■ Work to be completed
Check each line of the material that follows, and copy those holding the string "every".

■ Exercise data
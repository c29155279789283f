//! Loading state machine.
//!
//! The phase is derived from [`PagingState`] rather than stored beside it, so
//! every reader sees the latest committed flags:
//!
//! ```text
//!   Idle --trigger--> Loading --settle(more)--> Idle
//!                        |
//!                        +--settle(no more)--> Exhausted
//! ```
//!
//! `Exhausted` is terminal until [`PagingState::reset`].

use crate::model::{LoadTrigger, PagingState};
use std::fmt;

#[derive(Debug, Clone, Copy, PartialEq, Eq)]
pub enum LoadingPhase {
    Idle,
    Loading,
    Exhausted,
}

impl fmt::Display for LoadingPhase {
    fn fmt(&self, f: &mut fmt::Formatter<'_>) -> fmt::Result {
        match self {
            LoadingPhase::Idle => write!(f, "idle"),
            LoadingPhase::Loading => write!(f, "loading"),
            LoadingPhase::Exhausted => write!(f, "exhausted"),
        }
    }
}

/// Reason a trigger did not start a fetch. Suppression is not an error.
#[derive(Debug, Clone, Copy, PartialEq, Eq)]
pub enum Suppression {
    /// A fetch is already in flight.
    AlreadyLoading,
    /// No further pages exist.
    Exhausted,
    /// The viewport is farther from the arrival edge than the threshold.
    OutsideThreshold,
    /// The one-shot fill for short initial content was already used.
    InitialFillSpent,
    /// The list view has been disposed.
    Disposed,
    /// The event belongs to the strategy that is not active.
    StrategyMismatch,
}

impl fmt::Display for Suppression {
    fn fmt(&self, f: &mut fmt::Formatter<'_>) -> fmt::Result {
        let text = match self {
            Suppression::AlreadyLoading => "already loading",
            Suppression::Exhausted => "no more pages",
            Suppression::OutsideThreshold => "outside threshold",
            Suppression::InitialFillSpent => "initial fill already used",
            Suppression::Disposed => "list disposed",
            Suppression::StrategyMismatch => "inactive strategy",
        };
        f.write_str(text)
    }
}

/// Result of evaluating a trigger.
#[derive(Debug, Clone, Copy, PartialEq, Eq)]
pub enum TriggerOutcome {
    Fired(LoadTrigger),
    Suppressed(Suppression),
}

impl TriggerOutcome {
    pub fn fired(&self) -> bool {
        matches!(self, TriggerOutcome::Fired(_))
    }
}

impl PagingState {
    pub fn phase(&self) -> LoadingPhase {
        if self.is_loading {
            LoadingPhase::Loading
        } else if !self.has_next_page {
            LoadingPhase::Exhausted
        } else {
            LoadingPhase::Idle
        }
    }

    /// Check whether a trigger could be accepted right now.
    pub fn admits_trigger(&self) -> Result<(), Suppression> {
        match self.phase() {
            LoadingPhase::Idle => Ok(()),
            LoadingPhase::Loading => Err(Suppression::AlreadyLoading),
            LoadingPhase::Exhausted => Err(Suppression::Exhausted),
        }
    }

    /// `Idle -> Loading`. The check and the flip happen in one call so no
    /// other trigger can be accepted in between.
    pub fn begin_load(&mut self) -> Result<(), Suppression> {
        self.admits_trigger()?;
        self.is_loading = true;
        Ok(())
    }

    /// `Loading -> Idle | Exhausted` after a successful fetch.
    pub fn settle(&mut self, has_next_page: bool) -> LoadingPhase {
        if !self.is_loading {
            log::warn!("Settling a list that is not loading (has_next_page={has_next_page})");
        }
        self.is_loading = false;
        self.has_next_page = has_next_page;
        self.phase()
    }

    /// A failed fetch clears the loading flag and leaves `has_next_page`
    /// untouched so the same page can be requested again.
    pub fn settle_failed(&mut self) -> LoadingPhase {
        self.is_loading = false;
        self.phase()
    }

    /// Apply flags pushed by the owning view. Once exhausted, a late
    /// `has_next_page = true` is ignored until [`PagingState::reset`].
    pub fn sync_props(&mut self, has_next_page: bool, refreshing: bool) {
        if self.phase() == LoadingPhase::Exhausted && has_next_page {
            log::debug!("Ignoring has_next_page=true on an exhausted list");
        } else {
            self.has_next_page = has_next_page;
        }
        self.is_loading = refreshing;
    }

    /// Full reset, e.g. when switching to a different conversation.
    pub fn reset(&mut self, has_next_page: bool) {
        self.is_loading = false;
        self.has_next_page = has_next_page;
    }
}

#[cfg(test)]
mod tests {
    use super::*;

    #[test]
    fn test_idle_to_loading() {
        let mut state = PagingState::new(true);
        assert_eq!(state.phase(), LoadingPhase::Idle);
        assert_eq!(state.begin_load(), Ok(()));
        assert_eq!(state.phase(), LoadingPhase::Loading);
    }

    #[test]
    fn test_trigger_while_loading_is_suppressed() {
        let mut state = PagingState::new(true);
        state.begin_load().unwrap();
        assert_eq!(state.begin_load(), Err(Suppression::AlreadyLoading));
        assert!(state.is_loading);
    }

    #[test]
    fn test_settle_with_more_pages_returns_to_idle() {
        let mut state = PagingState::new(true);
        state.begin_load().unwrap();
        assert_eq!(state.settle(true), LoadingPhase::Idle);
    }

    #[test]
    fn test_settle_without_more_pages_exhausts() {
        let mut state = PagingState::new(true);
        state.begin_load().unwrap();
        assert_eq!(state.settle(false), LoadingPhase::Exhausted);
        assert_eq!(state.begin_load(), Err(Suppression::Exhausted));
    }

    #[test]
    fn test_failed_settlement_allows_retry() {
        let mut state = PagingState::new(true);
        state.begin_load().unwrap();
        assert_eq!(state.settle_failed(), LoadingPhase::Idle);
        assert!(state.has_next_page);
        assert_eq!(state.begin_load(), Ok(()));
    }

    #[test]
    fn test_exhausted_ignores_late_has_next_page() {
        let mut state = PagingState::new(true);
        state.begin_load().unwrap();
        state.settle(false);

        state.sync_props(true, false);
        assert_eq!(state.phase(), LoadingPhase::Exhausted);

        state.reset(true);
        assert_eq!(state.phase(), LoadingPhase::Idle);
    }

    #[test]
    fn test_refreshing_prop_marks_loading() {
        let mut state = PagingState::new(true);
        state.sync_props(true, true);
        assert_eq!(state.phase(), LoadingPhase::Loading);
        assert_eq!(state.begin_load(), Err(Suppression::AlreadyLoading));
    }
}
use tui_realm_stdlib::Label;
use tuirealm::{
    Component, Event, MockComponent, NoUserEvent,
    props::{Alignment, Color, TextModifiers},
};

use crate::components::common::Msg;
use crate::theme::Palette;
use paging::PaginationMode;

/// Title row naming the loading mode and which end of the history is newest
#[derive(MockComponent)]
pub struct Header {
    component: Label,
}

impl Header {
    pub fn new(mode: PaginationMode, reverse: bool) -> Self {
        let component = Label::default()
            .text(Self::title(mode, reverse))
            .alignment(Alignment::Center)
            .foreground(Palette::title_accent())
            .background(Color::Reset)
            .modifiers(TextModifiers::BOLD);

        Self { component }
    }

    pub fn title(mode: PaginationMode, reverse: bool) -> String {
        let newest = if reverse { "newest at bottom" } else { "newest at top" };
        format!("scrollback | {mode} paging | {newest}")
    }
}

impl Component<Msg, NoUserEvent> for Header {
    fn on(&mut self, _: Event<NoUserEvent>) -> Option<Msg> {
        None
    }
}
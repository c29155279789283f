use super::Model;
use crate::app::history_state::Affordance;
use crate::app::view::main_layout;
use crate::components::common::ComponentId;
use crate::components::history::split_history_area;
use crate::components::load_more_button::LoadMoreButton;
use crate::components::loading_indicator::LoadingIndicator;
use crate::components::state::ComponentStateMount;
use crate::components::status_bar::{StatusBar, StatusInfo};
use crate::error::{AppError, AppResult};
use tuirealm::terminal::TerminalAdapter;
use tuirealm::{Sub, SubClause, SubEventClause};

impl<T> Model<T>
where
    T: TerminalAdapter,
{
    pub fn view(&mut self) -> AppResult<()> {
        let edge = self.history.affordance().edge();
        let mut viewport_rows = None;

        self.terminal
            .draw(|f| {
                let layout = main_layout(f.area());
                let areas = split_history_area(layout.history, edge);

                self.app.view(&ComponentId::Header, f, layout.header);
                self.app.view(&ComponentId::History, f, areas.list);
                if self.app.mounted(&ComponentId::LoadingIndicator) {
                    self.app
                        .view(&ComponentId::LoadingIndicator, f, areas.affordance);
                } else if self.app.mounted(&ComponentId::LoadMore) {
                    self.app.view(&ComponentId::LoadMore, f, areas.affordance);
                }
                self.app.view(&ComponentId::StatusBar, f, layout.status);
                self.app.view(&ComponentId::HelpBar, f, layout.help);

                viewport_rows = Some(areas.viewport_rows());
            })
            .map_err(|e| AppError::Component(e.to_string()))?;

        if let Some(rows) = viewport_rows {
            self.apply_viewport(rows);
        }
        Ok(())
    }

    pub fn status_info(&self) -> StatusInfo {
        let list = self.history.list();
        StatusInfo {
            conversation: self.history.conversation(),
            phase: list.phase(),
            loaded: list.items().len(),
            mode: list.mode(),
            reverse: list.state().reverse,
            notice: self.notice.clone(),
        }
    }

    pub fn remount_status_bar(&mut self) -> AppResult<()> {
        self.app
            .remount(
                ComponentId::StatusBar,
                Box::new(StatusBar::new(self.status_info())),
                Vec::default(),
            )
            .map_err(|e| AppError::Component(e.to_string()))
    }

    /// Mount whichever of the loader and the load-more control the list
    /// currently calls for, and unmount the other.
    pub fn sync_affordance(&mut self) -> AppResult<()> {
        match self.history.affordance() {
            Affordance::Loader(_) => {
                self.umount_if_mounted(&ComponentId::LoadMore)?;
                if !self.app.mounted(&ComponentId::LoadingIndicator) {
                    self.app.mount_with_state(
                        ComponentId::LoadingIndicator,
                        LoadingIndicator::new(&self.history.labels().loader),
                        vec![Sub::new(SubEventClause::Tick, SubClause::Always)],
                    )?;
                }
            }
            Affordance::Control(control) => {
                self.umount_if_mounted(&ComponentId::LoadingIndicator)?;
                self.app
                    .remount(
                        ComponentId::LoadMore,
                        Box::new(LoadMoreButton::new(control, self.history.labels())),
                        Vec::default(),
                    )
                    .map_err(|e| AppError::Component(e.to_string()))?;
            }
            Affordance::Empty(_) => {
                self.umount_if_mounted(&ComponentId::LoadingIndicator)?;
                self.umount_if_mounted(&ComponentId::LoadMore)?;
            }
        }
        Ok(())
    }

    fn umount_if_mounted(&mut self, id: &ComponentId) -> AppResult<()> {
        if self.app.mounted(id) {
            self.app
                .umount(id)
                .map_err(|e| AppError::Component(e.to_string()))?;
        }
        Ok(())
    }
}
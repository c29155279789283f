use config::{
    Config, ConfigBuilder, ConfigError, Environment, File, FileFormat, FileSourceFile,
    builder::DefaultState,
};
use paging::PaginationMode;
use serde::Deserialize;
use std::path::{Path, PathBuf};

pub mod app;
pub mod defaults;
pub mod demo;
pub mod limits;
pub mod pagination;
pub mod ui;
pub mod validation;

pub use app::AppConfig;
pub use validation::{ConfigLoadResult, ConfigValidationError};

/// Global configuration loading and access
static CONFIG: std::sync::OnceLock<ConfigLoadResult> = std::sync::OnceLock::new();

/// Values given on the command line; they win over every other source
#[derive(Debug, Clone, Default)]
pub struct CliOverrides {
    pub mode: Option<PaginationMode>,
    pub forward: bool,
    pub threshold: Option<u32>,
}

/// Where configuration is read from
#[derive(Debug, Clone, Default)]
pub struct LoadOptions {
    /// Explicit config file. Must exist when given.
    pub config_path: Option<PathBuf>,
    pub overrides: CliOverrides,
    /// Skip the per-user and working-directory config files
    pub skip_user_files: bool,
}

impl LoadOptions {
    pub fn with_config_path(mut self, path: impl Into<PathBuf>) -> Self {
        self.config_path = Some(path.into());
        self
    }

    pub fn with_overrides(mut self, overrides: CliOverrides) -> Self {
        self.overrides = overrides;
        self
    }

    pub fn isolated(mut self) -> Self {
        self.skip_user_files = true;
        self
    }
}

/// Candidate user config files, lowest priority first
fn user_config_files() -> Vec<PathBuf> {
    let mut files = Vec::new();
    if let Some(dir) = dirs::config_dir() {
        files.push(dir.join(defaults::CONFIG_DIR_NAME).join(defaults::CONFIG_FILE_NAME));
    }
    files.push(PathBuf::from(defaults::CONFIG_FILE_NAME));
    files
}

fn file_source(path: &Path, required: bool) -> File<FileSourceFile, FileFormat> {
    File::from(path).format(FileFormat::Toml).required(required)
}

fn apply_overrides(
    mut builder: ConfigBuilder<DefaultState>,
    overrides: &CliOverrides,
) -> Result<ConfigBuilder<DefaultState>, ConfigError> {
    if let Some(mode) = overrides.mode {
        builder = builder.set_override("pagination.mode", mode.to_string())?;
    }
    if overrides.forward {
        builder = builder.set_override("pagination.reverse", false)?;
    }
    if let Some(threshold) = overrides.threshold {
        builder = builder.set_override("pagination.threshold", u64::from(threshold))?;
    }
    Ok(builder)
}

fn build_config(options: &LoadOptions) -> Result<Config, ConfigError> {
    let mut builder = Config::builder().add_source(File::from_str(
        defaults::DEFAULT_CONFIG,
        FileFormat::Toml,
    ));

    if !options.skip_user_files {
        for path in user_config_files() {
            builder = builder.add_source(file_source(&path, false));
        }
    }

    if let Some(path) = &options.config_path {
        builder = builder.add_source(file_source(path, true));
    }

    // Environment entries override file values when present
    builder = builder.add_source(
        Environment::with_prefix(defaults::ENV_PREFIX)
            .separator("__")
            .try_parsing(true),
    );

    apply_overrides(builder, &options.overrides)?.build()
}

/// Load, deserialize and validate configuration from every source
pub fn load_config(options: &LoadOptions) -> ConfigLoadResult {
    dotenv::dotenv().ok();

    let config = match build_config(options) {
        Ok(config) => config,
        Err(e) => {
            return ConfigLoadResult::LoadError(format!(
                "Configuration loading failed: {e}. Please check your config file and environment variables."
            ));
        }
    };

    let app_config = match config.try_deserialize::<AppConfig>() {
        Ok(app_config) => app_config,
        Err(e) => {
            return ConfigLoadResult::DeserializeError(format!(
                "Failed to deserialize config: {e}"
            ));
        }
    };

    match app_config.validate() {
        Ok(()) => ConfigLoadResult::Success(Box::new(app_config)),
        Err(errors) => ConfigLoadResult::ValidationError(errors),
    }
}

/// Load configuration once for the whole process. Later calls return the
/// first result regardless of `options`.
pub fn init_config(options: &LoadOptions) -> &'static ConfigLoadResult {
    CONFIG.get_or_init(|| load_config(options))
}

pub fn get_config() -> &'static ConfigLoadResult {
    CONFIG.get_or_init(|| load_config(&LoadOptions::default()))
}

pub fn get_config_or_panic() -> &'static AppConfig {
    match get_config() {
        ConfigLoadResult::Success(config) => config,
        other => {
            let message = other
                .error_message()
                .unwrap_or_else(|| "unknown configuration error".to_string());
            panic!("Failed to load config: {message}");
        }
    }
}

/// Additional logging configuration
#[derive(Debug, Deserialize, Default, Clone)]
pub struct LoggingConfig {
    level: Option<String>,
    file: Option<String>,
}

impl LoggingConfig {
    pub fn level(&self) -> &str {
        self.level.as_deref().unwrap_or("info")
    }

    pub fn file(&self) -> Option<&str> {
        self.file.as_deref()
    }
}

■ Output of the exercise
//! every reader sees the latest committed flags:
/// Values given on the command line; they win over every other source
/// Load, deserialize and validate configuration from every source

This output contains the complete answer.